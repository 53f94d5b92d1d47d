use crate::utils::error::{MenuError, Result};
use url::Url;

pub trait Validate {
    fn validate(&self) -> Result<()>;
}

fn invalid(field_name: &str, value: impl ToString, reason: impl Into<String>) -> MenuError {
    MenuError::InvalidConfigValueError {
        field: field_name.to_string(),
        value: value.to_string(),
        reason: reason.into(),
    }
}

pub fn validate_url(field_name: &str, url_str: &str) -> Result<()> {
    if url_str.is_empty() {
        return Err(invalid(field_name, url_str, "URL cannot be empty"));
    }

    match Url::parse(url_str) {
        Ok(url) => match url.scheme() {
            "http" | "https" => Ok(()),
            scheme => Err(invalid(
                field_name,
                url_str,
                format!("Unsupported URL scheme: {}", scheme),
            )),
        },
        Err(e) => Err(invalid(
            field_name,
            url_str,
            format!("Invalid URL format: {}", e),
        )),
    }
}

pub fn validate_path(field_name: &str, path: &str) -> Result<()> {
    if path.trim().is_empty() {
        return Err(invalid(field_name, path, "Path cannot be empty"));
    }

    if path.contains('\0') {
        return Err(invalid(field_name, path, "Path contains null bytes"));
    }

    Ok(())
}

pub fn validate_file_extension(field_name: &str, path: &str, allowed_extensions: &[&str]) -> Result<()> {
    match std::path::Path::new(path)
        .extension()
        .and_then(|ext| ext.to_str())
    {
        Some(extension) if allowed_extensions.contains(&extension) => Ok(()),
        Some(extension) => Err(invalid(
            field_name,
            path,
            format!(
                "Unsupported file extension: {}. Allowed extensions: {}",
                extension,
                allowed_extensions.join(", ")
            ),
        )),
        None => Err(invalid(
            field_name,
            path,
            "File has no extension or invalid filename",
        )),
    }
}

pub fn validate_positive_number(field_name: &str, value: u64, min_value: u64) -> Result<()> {
    if value < min_value {
        return Err(invalid(
            field_name,
            value,
            format!("Value must be at least {}", min_value),
        ));
    }
    Ok(())
}

pub fn validate_required_field<'a, T>(field_name: &str, value: &'a Option<T>) -> Result<&'a T> {
    value.as_ref().ok_or_else(|| MenuError::MissingConfigError {
        field: field_name.to_string(),
    })
}

pub fn validate_non_empty_string(field_name: &str, value: &str) -> Result<()> {
    if value.trim().is_empty() {
        return Err(invalid(
            field_name,
            value,
            "Value cannot be empty or whitespace-only",
        ));
    }
    Ok(())
}

pub fn validate_range<T: PartialOrd + std::fmt::Display + Copy>(
    field_name: &str,
    value: T,
    min: T,
    max: T,
) -> Result<()> {
    if value < min || value > max {
        return Err(invalid(
            field_name,
            value,
            format!("Value must be between {} and {}", min, max),
        ));
    }
    Ok(())
}

#[cfg(test)]
mod tests {
    use super::*;

    #[test]
    fn test_validate_url() {
        assert!(validate_url("catalog.items_url", "https://example.com/items").is_ok());
        assert!(validate_url("catalog.items_url", "http://localhost:8080").is_ok());
        assert!(validate_url("catalog.items_url", "").is_err());
        assert!(validate_url("catalog.items_url", "invalid-url").is_err());
        assert!(validate_url("catalog.items_url", "ftp://example.com").is_err());
    }

    #[test]
    fn test_validate_file_extension() {
        assert!(validate_file_extension("catalog.path", "menu.json", &["json"]).is_ok());
        assert!(validate_file_extension("catalog.path", "menu.yaml", &["json"]).is_err());
        assert!(validate_file_extension("catalog.path", "menu", &["json"]).is_err());
    }

    #[test]
    fn test_validate_range_and_required() {
        assert!(validate_range("display.viewport_width", 1024u32, 200, 7680).is_ok());
        assert!(validate_range("display.viewport_width", 100u32, 200, 7680).is_err());

        let missing: Option<String> = None;
        assert!(matches!(
            validate_required_field("catalog.items_url", &missing),
            Err(MenuError::MissingConfigError { .. })
        ));
        assert!(validate_positive_number("catalog.timeout_seconds", 0, 1).is_err());
        assert!(validate_non_empty_string("display.currency_symbol", "  ").is_err());
    }
}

-=-=-=-=-

• _What you are asked to do_:
Taking every line of the records above into account, tally those that contain "Unsupported" and give only the total.

• _Result for this task_:
2